For example the (-chroot%) in the openssh line means that in our currently installed version of openssh the chroot USE flag has a meaning but in the version we are upgrading to it is no longer effective nor useful.
If we can’t remember what a certain USE flag does for an ebuild we can ask gentoo. For example to find out what the build flags for openssh mean we can type:
equery uses openssh
I particularly like the sound of the hpn flag, ‘High performance ssh’, before enabling we’ll check with google if it’s really what we want. I came up with this link. Looks good to me.

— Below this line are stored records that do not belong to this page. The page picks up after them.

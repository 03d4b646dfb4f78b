//! Classification of registry responses by content type and status.
//!
//! Success is decided by the content type first: only a response carrying
//! [`CONTENT_TYPE_SCHEMA_JSON`] takes part in the registry's success/error
//! contract. A generic JSON response is never a success, even with a 2xx
//! status or a body shaped like a registry error.

use crate::errors::{ResourceError, ResourceErrorPayload, SchemaRegistryError};
use crate::transport::{Method, Response};

/// Media type the registry uses for every response that follows its contract.
pub const CONTENT_TYPE_SCHEMA_JSON: &str = "application/vnd.schemaregistry.v1+json";

/// Generic JSON media type.
pub const CONTENT_TYPE_JSON: &str = "application/json";

/// Header name carrying the media type.
pub const CONTENT_TYPE_HEADER: &str = "Content-Type";

/// How a response's `Content-Type` relates to the registry contract.
#[derive(Debug, Clone, Copy, PartialEq, Eq)]
pub enum ContentKind {
    /// The canonical schema-registry media type.
    SchemaRegistryJson,
    /// Plain `application/json`.
    GenericJson,
    /// Anything else, including a missing header.
    Other,
}

impl ContentKind {
    /// Classify a `Content-Type` header value. Parameters such as `charset`
    /// are ignored and the comparison is case-insensitive.
    pub fn classify(content_type: Option<&str>) -> Self {
        let media_type = match content_type {
            Some(value) => value.split(';').next().unwrap_or_default().trim(),
            None => return ContentKind::Other,
        };

        if media_type.eq_ignore_ascii_case(CONTENT_TYPE_SCHEMA_JSON) {
            ContentKind::SchemaRegistryJson
        } else if media_type.eq_ignore_ascii_case(CONTENT_TYPE_JSON) {
            ContentKind::GenericJson
        } else {
            ContentKind::Other
        }
    }
}

/// The interpretation of one registry response.
#[derive(Debug)]
pub enum Verdict {
    /// 2xx with the canonical content type. Carries the undecoded body.
    Success(Vec<u8>),
    /// A registry error delivered within the registry's contract (canonical
    /// content type, non-2xx status). Carries the request context.
    Rejected(ResourceError),
    /// A response outside the contract: generic JSON, another content type,
    /// or an unreadable error body.
    Anomaly(SchemaRegistryError),
}

impl Verdict {
    /// Collapse the verdict into the body on success or an error otherwise.
    pub fn into_result(self) -> crate::Result<Vec<u8>> {
        match self {
            Verdict::Success(body) => Ok(body),
            Verdict::Rejected(err) => Err(err.into()),
            Verdict::Anomaly(err) => Err(err),
        }
    }
}

/// Interpret the response to `method path`.
pub fn interpret(method: Method, path: &str, response: Response) -> Verdict {
    let kind = ContentKind::classify(response.header_value(CONTENT_TYPE_HEADER));

    match kind {
        ContentKind::SchemaRegistryJson if response.is_success() => Verdict::Success(response.body),
        ContentKind::SchemaRegistryJson => match parse_error_body(&response) {
            Some(err) => Verdict::Rejected(err.with_context(method.as_str(), path)),
            None => Verdict::Anomaly(unexpected(&response)),
        },
        ContentKind::GenericJson => {
            tracing::warn!(
                method = %method,
                path = %path,
                status = response.status,
                "registry answered with generic JSON instead of {}",
                CONTENT_TYPE_SCHEMA_JSON
            );
            // Surfaced without request context: the response is not a
            // registry answer to this request.
            match parse_error_body(&response) {
                Some(err) => Verdict::Anomaly(err.into()),
                None => Verdict::Anomaly(unexpected(&response)),
            }
        }
        ContentKind::Other => {
            tracing::warn!(
                method = %method,
                path = %path,
                status = response.status,
                content_type = response.header_value(CONTENT_TYPE_HEADER).unwrap_or_default(),
                "registry answered with an unexpected content type"
            );
            Verdict::Anomaly(unexpected(&response))
        }
    }
}

fn parse_error_body(response: &Response) -> Option<ResourceError> {
    serde_json::from_slice::<ResourceErrorPayload>(&response.body)
        .ok()
        .map(|payload| payload.into_resource_error(response.status))
}

fn unexpected(response: &Response) -> SchemaRegistryError {
    SchemaRegistryError::UnexpectedResponse {
        status: response.status,
        content_type: response
            .header_value(CONTENT_TYPE_HEADER)
            .unwrap_or_default()
            .to_string(),
    }
}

Instead of enabling that flag for all packages (in /etc/make.conf) we’ll just enable it for the openssh ebuild:
sudo nano /etc/portage/package.use
Add a line like this:
Once that file has been saved, we can see that the output of sudo emerge system -vp is different now. Once you’re happy with what it is planning to do, run it for real:
sudo emerge system --update
This will take some time, so please feel free to go make another coffee.

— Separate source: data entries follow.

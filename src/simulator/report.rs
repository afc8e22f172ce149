//! Simulation report generation.

use super::runner::RunStats;
use crate::progression::GameType;
use serde::Serialize;

/// Per-game averages across all runs.
#[derive(Debug, Clone, Serialize)]
pub struct GameSummary {
    pub game: GameType,
    pub total_rounds: u32,
    pub total_wins: u32,
    pub total_losses: u32,
    pub win_rate: f64,
    /// Average length of one round in seconds
    pub avg_round_secs: f64,
}

fn average(runs: &[RunStats], f: impl Fn(&RunStats) -> f64) -> f64 {
    runs.iter().map(f).sum::<f64>() / runs.len().max(1) as f64
}

/// Aggregated results from multiple simulation runs.
#[derive(Debug, Clone, Serialize)]
pub struct SimReport {
    pub num_runs: u32,
    pub runs_cleared: u32,

    pub avg_rounds: f64,
    pub avg_play_minutes: f64,
    pub avg_levels_completed: f64,

    pub avg_shards_of_insight: f64,
    pub avg_flow_ribbons: f64,
    pub avg_realm_echoes: f64,

    pub games: Vec<GameSummary>,

    #[serde(skip)]
    pub run_stats: Vec<RunStats>,
}

impl SimReport {
    /// Create a new report from completed run stats.
    pub fn from_runs(runs: Vec<RunStats>) -> Self {
        let num_runs = runs.len() as u32;
        let runs_cleared = runs.iter().filter(|r| r.cleared).count() as u32;

        let avg_rounds = average(&runs, |r| r.rounds_played as f64);
        let avg_play_minutes = average(&runs, |r| r.play_time_ms as f64 / 60_000.0);
        let avg_levels_completed = average(&runs, |r| r.levels_completed as f64);
        let avg_shards_of_insight = average(&runs, |r| r.rewards.shards_of_insight as f64);
        let avg_flow_ribbons = average(&runs, |r| r.rewards.flow_ribbons as f64);
        let avg_realm_echoes = average(&runs, |r| r.rewards.realm_echoes as f64);

        let games = GameType::ALL
            .iter()
            .map(|&game| {
                let total_rounds: u32 = runs.iter().map(|r| r.tally(game).rounds).sum();
                let total_wins: u32 = runs.iter().map(|r| r.tally(game).wins).sum();
                let total_losses: u32 = runs.iter().map(|r| r.tally(game).losses).sum();
                let total_ms: u64 = runs.iter().map(|r| r.tally(game).play_ms).sum();
                let rounds = total_rounds.max(1) as f64;
                GameSummary {
                    game,
                    total_rounds,
                    total_wins,
                    total_losses,
                    win_rate: total_wins as f64 / rounds,
                    avg_round_secs: total_ms as f64 / 1000.0 / rounds,
                }
            })
            .collect();

        Self {
            num_runs,
            runs_cleared,
            avg_rounds,
            avg_play_minutes,
            avg_levels_completed,
            avg_shards_of_insight,
            avg_flow_ribbons,
            avg_realm_echoes,
            games,
            run_stats: runs,
        }
    }

    pub fn clear_rate(&self) -> f64 {
        self.runs_cleared as f64 / self.num_runs.max(1) as f64
    }

    /// Generate a text report.
    pub fn to_text(&self) -> String {
        let mut report = String::new();

        report.push_str("═══════════════════════════════════════════════════════════════\n");
        report.push_str("                    SIMULATION REPORT\n");
        report.push_str("═══════════════════════════════════════════════════════════════\n\n");

        report.push_str(&format!(
            "Runs: {} total, {} cleared ({:.1}%)\n\n",
            self.num_runs,
            self.runs_cleared,
            self.clear_rate() * 100.0
        ));

        report.push_str("── PROGRESSION ──────────────────────────────────────────────────\n");
        report.push_str(&format!("  Avg Rounds Played:   {:.1}\n", self.avg_rounds));
        report.push_str(&format!(
            "  Avg Levels Cleared:  {:.1}\n",
            self.avg_levels_completed
        ));
        report.push_str(&format!(
            "  Avg Play Time:       {:.1} min\n\n",
            self.avg_play_minutes
        ));

        report.push_str("── PER-GAME BREAKDOWN ───────────────────────────────────────────\n");
        report.push_str("  Game                  Rounds    Wins   Losses   Win %   Secs/Round\n");
        report.push_str("  ────                  ──────    ────   ──────   ─────   ──────────\n");
        for summary in &self.games {
            report.push_str(&format!(
                "  {:<20}  {:6}  {:6}   {:6}   {:5.1}   {:10.1}\n",
                summary.game.name(),
                summary.total_rounds,
                summary.total_wins,
                summary.total_losses,
                summary.win_rate * 100.0,
                summary.avg_round_secs
            ));
        }
        report.push('\n');

        report.push_str("── REWARDS (avg per run) ────────────────────────────────────────\n");
        report.push_str(&format!(
            "  Shards of Insight:   {:.1}\n",
            self.avg_shards_of_insight
        ));
        report.push_str(&format!("  Flow Ribbons:        {:.1}\n", self.avg_flow_ribbons));
        report.push_str(&format!("  Realm Echoes:        {:.1}\n\n", self.avg_realm_echoes));

        report.push_str("── BALANCE ASSESSMENT ───────────────────────────────────────────\n");
        for summary in &self.games {
            if summary.total_rounds > 0 && summary.win_rate < 0.5 {
                report.push_str(&format!(
                    "  ⚠️  {} is lost more often than won ({:.1}% wins)\n",
                    summary.game.name(),
                    summary.win_rate * 100.0
                ));
            }
        }
        if self.num_runs > 0 && self.runs_cleared == 0 {
            report.push_str("  ⚠️  No run cleared the catalog - round limit too low or games too hard?\n");
        }

        report.push_str("\n═══════════════════════════════════════════════════════════════\n");

        report
    }

    /// Generate a JSON report for further analysis.
    pub fn to_json(&self) -> String {
        serde_json::to_string_pretty(self).unwrap_or_else(|_| "{}".to_string())
    }
}

#[cfg(test)]
mod tests {
    use super::super::runner::GameTally;
    use super::*;
    use crate::progression::{Difficulty, RewardLedger};

    fn run(cleared: bool, pulse_wins: u32, pulse_losses: u32) -> RunStats {
        let mut games = [GameTally::default(); 3];
        games[0] = GameTally {
            rounds: pulse_wins + pulse_losses,
            wins: pulse_wins,
            losses: pulse_losses,
            play_ms: 10_000 * (pulse_wins + pulse_losses) as u64,
        };
        RunStats {
            rounds_played: pulse_wins + pulse_losses,
            games,
            play_time_ms: 120_000,
            levels_completed: pulse_wins as usize,
            rewards: RewardLedger {
                shards_of_insight: pulse_wins,
                ..RewardLedger::default()
            },
            highest_difficulty: Difficulty::Easy,
            cleared,
        }
    }

    #[test]
    fn test_report_generation() {
        let report = SimReport::from_runs(vec![run(true, 4, 0), run(false, 2, 2)]);

        assert_eq!(report.num_runs, 2);
        assert_eq!(report.runs_cleared, 1);
        assert!((report.avg_rounds - 4.0).abs() < 1e-9);
        assert!((report.avg_play_minutes - 2.0).abs() < 1e-9);
        assert!((report.avg_shards_of_insight - 3.0).abs() < 1e-9);

        let pulse = &report.games[0];
        assert_eq!(pulse.game, GameType::PulseGridPath);
        assert_eq!(pulse.total_rounds, 8);
        assert!((pulse.win_rate - 0.75).abs() < 1e-9);
        assert!((pulse.avg_round_secs - 10.0).abs() < 1e-9);
        assert_eq!(report.games[1].total_rounds, 0);
    }

    #[test]
    fn test_empty_report() {
        let report = SimReport::from_runs(Vec::new());
        assert_eq!(report.num_runs, 0);
        assert_eq!(report.clear_rate(), 0.0);
        assert!(report.to_text().contains("SIMULATION REPORT"));
    }

    #[test]
    fn test_text_flags_hard_games() {
        let report = SimReport::from_runs(vec![run(false, 1, 3)]);
        let text = report.to_text();
        assert!(text.contains("Pulse Grid Path is lost more often"));
        assert!(text.contains("No run cleared"));
    }

    #[test]
    fn test_json_report() {
        let report = SimReport::from_runs(vec![run(true, 4, 0)]);
        let json: serde_json::Value = serde_json::from_str(&report.to_json()).unwrap();
        assert_eq!(json["num_runs"], 1);
        assert_eq!(json["games"][0]["game"], "Pulse Grid Path");
        assert!(json.get("run_stats").is_none());
    }
}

Once it’s done you’ll see that now some of our configuration files need updating. What gentoo does is download the new version of each config file and ask you to merge the differences in. Lets run the command as suggested:
It will show you a bunch of configuration files from /etc that need updating. As we’ve updated openssh, our /etc/ssh/sshd_config needs updating. We don’t want to just overwrite it with the new one, but we may want some of the options to be available in it.
In my output, that file is number 4 so I hit 4 and enter; you should type whatever number it is listed under in your output.

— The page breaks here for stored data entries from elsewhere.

//! Main simulation runner.
//!
//! Each run starts from a fresh in-memory save and keeps playing the first
//! playable, not yet completed level until the catalog is cleared or the
//! round limit is hit. Statistics are gathered from session reports.

use super::bots::play_round;
use super::config::SimConfig;
use super::report::SimReport;
use crate::challenges::RoundSession;
use crate::progression::{Difficulty, GameType, ProgressionEngine, RewardLedger};
use crate::utils::persistence::MemoryStore;
use rand::{Rng, SeedableRng};
use rand_chacha::ChaCha8Rng;
use serde::Serialize;

/// Round counts and time spent in one game.
#[derive(Debug, Clone, Copy, Default, PartialEq, Eq, Serialize)]
pub struct GameTally {
    pub rounds: u32,
    pub wins: u32,
    pub losses: u32,
    pub play_ms: u64,
}

impl GameTally {
    pub fn win_rate(&self) -> f64 {
        if self.rounds == 0 {
            0.0
        } else {
            self.wins as f64 / self.rounds as f64
        }
    }
}

/// Outcome of one simulated playthrough.
#[derive(Debug, Clone, Serialize)]
pub struct RunStats {
    pub rounds_played: u32,
    /// Indexed like `GameType::ALL`.
    pub games: [GameTally; 3],
    pub play_time_ms: u64,
    pub levels_completed: usize,
    pub rewards: RewardLedger,
    pub highest_difficulty: Difficulty,
    pub cleared: bool,
}

impl RunStats {
    pub fn tally(&self, game_type: GameType) -> &GameTally {
        &self.games[game_slot(game_type)]
    }
}

fn game_slot(game_type: GameType) -> usize {
    GameType::ALL
        .iter()
        .position(|&g| g == game_type)
        .unwrap_or(0)
}

/// Run the full simulation and return a report.
pub fn run_simulation(config: &SimConfig) -> SimReport {
    let mut all_runs = Vec::with_capacity(config.num_runs as usize);

    for run_idx in 0..config.num_runs {
        let mut rng = match config.seed {
            Some(seed) => ChaCha8Rng::seed_from_u64(seed + run_idx as u64),
            None => ChaCha8Rng::from_entropy(),
        };

        let run_stats = simulate_single_run(config, &mut rng);

        if config.verbosity >= 2 {
            println!(
                "Run {}/{} - {} rounds, {} levels, {:.1} min, cleared: {}",
                run_idx + 1,
                config.num_runs,
                run_stats.rounds_played,
                run_stats.levels_completed,
                run_stats.play_time_ms as f64 / 60_000.0,
                run_stats.cleared
            );
        }
        all_runs.push(run_stats);
    }

    SimReport::from_runs(all_runs)
}

/// Play one fresh save as far as the bots can take it.
pub fn simulate_single_run<R: Rng>(config: &SimConfig, rng: &mut R) -> RunStats {
    let mut engine = ProgressionEngine::load(MemoryStore::new(), config.progression);
    let mut games = [GameTally::default(); 3];
    let mut rounds_played = 0;
    let mut play_time_ms = 0;

    while rounds_played < config.max_rounds_per_run {
        let Some(level) = engine.catalog().next_playable().cloned() else {
            break;
        };

        let mut session = RoundSession::start(&level, rng);
        play_round(&mut session, config, rng);

        let won = session
            .report(&mut engine)
            .is_some_and(|report| report.won);

        let tally = &mut games[game_slot(level.game_type)];
        tally.rounds += 1;
        tally.play_ms += session.elapsed_ms();
        if won {
            tally.wins += 1;
        } else {
            tally.losses += 1;
        }
        rounds_played += 1;
        play_time_ms += session.elapsed_ms();
    }

    engine.record_play_time((play_time_ms / 60_000) as u32);

    RunStats {
        rounds_played,
        games,
        play_time_ms,
        levels_completed: engine.total_completed_levels(),
        rewards: *engine.rewards(),
        highest_difficulty: engine.highest_difficulty(),
        cleared: engine.catalog().next_playable().is_none()
            && engine.total_completed_levels() == engine.levels().len(),
    }
}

Now it shows the differences between both the files; lines to be added have a + in front, and - for lines that are to be deleted. This listing of the changes is to give you a preview of what comes next. You can get to the next page by hitting the space bar, once you get down to the bottom hit q to exit the difference listing.
Now you’ll be presented with a list of options. Choose 3) Interactively merge original with update (hit 3 and enter). Now for each line that is different you’ll be asked to choose which line you want to keep, and also have the oppurtunity to edit the line. Hit ? and enter to get further instructions on how to merge in the changes.
The first line is the banner, telling the version of the file. We want to keep the updated version of that so type r and enter to keep the ‘right’ hand version.
The changes on the left side are the ones in your current config file, on the right side are the changes that gentoo wants to make. Basically you want to keep anything that you’ve set, such as the Port and the AllowedUsers, and bring in all the new lines.
If you make a mistake, you can hit q for quit (from the merge program), then choose 3) Remerge original with update to start the merge process again for this file. If you totally panic, after quitting the merge program you can hit ctrl+c (Hold ctrl and hit c); this will take you back to the linux prompt, and you can start again with sudo etc-update.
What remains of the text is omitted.